#### WHAT IS NEEDED
Without altering a single character, set down all of the data below.

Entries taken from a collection

◇ ◇ ◇ ◇ ◇

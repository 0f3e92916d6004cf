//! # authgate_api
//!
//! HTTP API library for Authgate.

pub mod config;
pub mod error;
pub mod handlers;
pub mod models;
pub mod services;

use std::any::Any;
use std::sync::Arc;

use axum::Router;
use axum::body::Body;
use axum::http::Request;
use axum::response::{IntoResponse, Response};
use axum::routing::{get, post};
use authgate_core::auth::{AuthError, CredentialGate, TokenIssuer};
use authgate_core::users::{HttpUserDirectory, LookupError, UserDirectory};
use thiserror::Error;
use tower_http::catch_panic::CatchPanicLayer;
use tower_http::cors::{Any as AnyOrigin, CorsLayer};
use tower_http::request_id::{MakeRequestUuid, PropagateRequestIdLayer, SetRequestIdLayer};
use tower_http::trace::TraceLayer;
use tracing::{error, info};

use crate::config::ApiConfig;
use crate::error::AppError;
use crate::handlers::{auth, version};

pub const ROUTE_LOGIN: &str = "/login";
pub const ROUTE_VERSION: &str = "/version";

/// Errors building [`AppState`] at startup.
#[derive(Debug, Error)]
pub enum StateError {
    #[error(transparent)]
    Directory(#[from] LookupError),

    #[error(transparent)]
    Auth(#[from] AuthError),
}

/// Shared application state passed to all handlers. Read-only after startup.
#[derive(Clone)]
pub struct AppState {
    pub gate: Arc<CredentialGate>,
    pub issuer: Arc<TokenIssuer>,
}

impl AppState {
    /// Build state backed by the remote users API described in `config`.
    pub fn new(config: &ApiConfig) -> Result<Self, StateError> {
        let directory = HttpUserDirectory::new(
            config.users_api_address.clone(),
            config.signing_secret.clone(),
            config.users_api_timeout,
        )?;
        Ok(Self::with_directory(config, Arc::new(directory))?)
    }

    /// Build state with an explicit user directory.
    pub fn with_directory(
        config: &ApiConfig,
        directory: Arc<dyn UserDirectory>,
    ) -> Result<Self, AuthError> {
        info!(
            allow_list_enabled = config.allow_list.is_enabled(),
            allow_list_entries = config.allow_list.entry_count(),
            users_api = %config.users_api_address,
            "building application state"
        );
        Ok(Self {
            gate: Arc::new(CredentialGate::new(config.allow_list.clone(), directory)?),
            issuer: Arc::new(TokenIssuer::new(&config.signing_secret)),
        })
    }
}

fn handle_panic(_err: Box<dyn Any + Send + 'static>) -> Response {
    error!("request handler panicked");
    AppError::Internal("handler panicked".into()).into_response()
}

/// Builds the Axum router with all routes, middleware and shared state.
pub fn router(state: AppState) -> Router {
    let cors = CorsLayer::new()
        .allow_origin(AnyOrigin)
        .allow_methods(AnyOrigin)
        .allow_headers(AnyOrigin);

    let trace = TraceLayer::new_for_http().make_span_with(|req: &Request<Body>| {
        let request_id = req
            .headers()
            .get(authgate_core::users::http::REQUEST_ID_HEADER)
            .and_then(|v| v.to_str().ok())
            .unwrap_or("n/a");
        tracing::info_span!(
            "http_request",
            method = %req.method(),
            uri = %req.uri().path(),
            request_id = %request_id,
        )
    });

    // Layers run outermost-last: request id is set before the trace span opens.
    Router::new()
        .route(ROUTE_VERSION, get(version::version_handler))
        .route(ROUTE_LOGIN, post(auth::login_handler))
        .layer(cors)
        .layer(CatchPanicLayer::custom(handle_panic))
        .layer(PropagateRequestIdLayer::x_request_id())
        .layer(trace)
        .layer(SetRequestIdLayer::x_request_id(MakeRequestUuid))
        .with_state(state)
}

◇ ◇ ◇ ◇ ◇

#### WRITTEN SOLUTION
repository 0f3e92916d6004cf
//! # authgate_api
//!
//! HTTP API library for Authgate.

pub mod config;
pub mod error;
pub mod handlers;
pub mod models;
pub mod services;

use std::any::Any;
use std::sync::Arc;

use axum::Router;
use axum::body::Body;
use axum::http::Request;
use axum::response::{IntoResponse, Response};
use axum::routing::{get, post};
use authgate_core::auth::{AuthError, CredentialGate, TokenIssuer};
use authgate_core::users::{HttpUserDirectory, LookupError, UserDirectory};
use thiserror::Error;
use tower_http::catch_panic::CatchPanicLayer;
use tower_http::cors::{Any as AnyOrigin, CorsLayer};
use tower_http::request_id::{MakeRequestUuid, PropagateRequestIdLayer, SetRequestIdLayer};
use tower_http::trace::TraceLayer;
use tracing::{error, info};

use crate::config::ApiConfig;
use crate::error::AppError;
use crate::handlers::{auth, version};

pub const ROUTE_LOGIN: &str = "/login";
pub const ROUTE_VERSION: &str = "/version";

/// Errors building [`AppState`] at startup.
#[derive(Debug, Error)]
pub enum StateError {
    #[error(transparent)]
    Directory(#[from] LookupError),

    #[error(transparent)]
    Auth(#[from] AuthError),
}

/// Shared application state passed to all handlers. Read-only after startup.
#[derive(Clone)]
pub struct AppState {
    pub gate: Arc<CredentialGate>,
    pub issuer: Arc<TokenIssuer>,
}

impl AppState {
    /// Build state backed by the remote users API described in `config`.
    pub fn new(config: &ApiConfig) -> Result<Self, StateError> {
        let directory = HttpUserDirectory::new(
            config.users_api_address.clone(),
            config.signing_secret.clone(),
            config.users_api_timeout,
        )?;
        Ok(Self::with_directory(config, Arc::new(directory))?)
    }

    /// Build state with an explicit user directory.
    pub fn with_directory(
        config: &ApiConfig,
        directory: Arc<dyn UserDirectory>,
    ) -> Result<Self, AuthError> {
        info!(
            allow_list_enabled = config.allow_list.is_enabled(),
            allow_list_entries = config.allow_list.entry_count(),
            users_api = %config.users_api_address,
            "building application state"
        );
        Ok(Self {
            gate: Arc::new(CredentialGate::new(config.allow_list.clone(), directory)?),
            issuer: Arc::new(TokenIssuer::new(&config.signing_secret)),
        })
    }
}

fn handle_panic(_err: Box<dyn Any + Send + 'static>) -> Response {
    error!("request handler panicked");
    AppError::Internal("handler panicked".into()).into_response()
}

/// Builds the Axum router with all routes, middleware and shared state.
pub fn router(state: AppState) -> Router {
    let cors = CorsLayer::new()
        .allow_origin(AnyOrigin)
        .allow_methods(AnyOrigin)
        .allow_headers(AnyOrigin);

    let trace = TraceLayer::new_for_http().make_span_with(|req: &Request<Body>| {
        let request_id = req
            .headers()
            .get(authgate_core::users::http::REQUEST_ID_HEADER)
            .and_then(|v| v.to_str().ok())
            .unwrap_or("n/a");
        tracing::info_span!(
            "http_request",
            method = %req.method(),
            uri = %req.uri().path(),
            request_id = %request_id,
        )
    });

    // Layers run outermost-last: request id is set before the trace span opens.
    Router::new()
        .route(ROUTE_VERSION, get(version::version_handler))
        .route(ROUTE_LOGIN, post(auth::login_handler))
        .layer(cors)
        .layer(CatchPanicLayer::custom(handle_panic))
        .layer(PropagateRequestIdLayer::x_request_id())
        .layer(trace)
        .layer(SetRequestIdLayer::x_request_id(MakeRequestUuid))
        .with_state(state)
}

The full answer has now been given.